ACTION ITEM: From the entries below, reproduce exactly the line containing "does not exist.", the line containing "use super::*;", and every line in between, with nothing added.

== == ==

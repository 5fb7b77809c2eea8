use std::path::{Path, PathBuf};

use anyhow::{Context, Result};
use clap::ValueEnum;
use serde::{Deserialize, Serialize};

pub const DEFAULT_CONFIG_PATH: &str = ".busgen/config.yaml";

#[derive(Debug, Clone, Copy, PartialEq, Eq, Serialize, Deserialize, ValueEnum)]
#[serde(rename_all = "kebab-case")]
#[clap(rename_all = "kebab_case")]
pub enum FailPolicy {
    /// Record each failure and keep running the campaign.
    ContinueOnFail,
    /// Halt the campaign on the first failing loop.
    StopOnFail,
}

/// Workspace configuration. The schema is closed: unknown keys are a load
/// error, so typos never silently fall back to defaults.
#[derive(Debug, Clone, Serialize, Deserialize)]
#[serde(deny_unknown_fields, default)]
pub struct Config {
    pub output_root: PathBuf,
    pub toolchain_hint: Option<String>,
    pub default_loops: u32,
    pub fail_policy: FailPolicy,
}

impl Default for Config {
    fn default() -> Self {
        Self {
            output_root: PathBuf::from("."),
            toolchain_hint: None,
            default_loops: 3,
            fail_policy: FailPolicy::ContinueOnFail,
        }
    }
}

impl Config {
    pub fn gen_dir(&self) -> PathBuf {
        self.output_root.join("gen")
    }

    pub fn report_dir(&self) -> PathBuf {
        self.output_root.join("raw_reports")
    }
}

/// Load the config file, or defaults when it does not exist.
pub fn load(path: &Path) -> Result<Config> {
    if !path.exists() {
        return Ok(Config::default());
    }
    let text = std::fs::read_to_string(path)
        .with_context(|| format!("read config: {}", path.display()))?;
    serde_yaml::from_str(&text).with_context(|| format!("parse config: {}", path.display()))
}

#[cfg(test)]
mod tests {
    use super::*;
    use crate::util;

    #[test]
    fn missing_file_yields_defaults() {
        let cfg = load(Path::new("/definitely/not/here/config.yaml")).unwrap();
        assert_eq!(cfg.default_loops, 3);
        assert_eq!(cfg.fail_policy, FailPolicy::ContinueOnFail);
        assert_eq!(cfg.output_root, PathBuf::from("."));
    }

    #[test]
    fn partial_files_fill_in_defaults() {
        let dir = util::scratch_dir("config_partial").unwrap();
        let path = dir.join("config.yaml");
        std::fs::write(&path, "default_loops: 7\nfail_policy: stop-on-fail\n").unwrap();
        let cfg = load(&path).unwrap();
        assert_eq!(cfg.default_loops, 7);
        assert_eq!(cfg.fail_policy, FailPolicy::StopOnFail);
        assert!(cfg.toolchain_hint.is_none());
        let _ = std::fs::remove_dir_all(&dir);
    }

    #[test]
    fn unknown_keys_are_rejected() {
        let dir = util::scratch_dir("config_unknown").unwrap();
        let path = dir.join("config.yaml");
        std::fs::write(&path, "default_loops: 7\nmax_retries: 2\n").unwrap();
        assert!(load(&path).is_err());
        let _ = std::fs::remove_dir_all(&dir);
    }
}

== == ==

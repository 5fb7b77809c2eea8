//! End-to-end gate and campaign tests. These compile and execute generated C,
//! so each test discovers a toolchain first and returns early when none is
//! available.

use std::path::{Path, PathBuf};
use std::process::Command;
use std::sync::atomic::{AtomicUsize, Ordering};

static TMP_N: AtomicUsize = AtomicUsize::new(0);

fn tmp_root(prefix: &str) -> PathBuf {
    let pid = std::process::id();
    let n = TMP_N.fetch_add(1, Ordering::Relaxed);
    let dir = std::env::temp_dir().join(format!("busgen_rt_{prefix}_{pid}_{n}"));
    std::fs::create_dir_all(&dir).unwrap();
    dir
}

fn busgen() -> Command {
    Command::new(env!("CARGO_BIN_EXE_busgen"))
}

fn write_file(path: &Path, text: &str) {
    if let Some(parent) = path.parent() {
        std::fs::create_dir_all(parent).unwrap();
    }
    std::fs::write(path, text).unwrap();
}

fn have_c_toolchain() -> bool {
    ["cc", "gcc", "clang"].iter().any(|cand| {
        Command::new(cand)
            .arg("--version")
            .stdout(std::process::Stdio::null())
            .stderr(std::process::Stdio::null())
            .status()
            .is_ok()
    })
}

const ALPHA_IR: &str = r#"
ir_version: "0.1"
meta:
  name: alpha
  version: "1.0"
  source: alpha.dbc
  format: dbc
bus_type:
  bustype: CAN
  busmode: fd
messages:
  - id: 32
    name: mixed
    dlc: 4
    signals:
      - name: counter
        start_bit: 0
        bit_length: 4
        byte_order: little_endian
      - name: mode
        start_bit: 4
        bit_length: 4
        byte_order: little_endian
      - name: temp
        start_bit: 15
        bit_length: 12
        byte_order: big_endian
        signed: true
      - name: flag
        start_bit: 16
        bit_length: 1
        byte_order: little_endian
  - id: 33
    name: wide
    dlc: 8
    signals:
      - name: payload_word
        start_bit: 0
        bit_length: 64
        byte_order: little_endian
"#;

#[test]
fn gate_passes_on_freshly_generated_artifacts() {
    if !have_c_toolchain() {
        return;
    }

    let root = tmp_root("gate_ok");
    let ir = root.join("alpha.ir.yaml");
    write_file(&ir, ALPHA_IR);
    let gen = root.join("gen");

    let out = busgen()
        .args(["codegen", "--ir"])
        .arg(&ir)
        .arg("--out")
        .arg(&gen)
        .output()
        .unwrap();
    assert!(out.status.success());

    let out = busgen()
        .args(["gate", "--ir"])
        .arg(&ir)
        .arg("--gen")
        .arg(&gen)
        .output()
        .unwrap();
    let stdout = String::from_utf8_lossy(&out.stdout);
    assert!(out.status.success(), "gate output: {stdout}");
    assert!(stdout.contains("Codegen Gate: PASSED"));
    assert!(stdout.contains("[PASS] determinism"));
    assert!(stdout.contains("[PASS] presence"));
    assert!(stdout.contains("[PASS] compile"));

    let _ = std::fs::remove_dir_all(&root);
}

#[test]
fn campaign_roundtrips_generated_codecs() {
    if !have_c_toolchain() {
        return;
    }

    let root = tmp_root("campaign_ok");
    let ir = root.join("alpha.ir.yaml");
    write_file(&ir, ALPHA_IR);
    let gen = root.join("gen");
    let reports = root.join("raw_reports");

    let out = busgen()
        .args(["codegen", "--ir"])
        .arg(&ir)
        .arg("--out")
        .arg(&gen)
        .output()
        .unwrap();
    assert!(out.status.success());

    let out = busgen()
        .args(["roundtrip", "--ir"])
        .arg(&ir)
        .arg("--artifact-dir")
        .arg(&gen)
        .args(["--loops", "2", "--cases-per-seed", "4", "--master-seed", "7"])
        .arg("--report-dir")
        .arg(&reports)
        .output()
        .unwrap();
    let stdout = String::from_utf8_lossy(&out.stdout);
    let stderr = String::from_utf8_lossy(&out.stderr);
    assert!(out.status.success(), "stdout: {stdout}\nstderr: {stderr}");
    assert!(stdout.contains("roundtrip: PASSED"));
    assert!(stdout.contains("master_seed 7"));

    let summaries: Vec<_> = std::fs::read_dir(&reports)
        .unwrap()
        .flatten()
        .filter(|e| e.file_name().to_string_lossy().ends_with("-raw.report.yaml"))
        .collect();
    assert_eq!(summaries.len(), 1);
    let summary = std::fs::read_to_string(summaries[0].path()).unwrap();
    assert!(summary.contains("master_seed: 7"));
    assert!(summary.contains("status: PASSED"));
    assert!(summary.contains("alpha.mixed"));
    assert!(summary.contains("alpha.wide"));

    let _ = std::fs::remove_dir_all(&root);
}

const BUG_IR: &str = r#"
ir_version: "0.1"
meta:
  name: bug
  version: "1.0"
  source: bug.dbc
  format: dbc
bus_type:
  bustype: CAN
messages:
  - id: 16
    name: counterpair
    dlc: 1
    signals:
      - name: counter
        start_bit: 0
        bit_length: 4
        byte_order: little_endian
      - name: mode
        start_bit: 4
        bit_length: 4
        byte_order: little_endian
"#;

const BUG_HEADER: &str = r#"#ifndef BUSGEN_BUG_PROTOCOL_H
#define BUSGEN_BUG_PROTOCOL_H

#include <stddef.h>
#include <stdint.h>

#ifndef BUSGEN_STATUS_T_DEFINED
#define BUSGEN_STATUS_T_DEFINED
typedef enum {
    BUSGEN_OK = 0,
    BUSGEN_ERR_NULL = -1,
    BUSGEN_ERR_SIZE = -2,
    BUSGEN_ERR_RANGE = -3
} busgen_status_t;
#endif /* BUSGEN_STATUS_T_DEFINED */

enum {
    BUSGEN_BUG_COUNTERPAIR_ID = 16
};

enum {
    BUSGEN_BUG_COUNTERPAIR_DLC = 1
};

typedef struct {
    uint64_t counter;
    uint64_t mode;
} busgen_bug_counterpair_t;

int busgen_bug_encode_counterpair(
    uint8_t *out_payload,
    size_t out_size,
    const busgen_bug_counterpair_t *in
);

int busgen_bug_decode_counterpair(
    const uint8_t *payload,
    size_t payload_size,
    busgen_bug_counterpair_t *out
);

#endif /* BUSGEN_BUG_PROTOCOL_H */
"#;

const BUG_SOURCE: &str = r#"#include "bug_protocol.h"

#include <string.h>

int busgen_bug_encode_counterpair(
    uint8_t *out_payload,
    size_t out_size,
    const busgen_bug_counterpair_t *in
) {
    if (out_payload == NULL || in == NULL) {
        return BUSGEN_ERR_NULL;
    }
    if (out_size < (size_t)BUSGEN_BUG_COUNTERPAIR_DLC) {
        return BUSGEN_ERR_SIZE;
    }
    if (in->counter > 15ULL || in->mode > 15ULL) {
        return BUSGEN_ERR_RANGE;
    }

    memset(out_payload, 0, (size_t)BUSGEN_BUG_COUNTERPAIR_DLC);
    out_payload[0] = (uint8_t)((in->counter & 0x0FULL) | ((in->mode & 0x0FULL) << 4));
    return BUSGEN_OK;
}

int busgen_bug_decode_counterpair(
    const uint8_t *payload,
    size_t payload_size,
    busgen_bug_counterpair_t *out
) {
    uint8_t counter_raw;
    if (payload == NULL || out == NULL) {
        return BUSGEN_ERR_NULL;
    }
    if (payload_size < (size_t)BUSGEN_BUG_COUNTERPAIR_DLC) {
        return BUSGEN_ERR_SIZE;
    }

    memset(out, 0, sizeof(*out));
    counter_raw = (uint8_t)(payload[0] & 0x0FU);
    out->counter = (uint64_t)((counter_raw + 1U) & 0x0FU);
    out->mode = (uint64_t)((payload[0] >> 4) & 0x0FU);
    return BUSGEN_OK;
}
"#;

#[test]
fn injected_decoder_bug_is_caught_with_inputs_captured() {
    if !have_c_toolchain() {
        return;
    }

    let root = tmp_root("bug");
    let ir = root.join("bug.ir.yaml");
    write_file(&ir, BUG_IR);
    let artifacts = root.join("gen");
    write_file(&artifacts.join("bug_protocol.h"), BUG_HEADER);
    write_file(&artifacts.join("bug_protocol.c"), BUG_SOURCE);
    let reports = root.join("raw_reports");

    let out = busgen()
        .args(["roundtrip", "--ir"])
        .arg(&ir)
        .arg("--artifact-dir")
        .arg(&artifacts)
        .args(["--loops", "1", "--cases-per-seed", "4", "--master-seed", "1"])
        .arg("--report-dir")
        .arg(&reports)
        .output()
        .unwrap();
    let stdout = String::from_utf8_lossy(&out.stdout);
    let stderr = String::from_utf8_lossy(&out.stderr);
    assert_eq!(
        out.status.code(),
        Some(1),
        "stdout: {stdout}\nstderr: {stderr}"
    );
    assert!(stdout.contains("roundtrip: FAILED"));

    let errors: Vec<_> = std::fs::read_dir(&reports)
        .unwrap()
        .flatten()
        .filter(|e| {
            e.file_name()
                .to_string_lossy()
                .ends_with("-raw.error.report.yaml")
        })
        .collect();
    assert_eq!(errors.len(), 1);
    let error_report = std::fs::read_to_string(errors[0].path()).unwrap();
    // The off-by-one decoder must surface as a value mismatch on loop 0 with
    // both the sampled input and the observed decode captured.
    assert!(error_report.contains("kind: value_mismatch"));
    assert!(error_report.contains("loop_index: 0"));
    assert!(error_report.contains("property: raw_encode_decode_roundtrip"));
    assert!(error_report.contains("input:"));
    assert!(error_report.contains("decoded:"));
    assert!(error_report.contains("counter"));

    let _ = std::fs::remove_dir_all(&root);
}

== == ==

RESPONSE AREA:
/// Load the config file, or defaults when it does not exist.
pub fn load(path: &Path) -> Result<Config> {
    if !path.exists() {
        return Ok(Config::default());
    }
    let text = std::fs::read_to_string(path)
        .with_context(|| format!("read config: {}", path.display()))?;
    serde_yaml::from_str(&text).with_context(|| format!("parse config: {}", path.display()))
}

#[cfg(test)]
mod tests {
    use super::*;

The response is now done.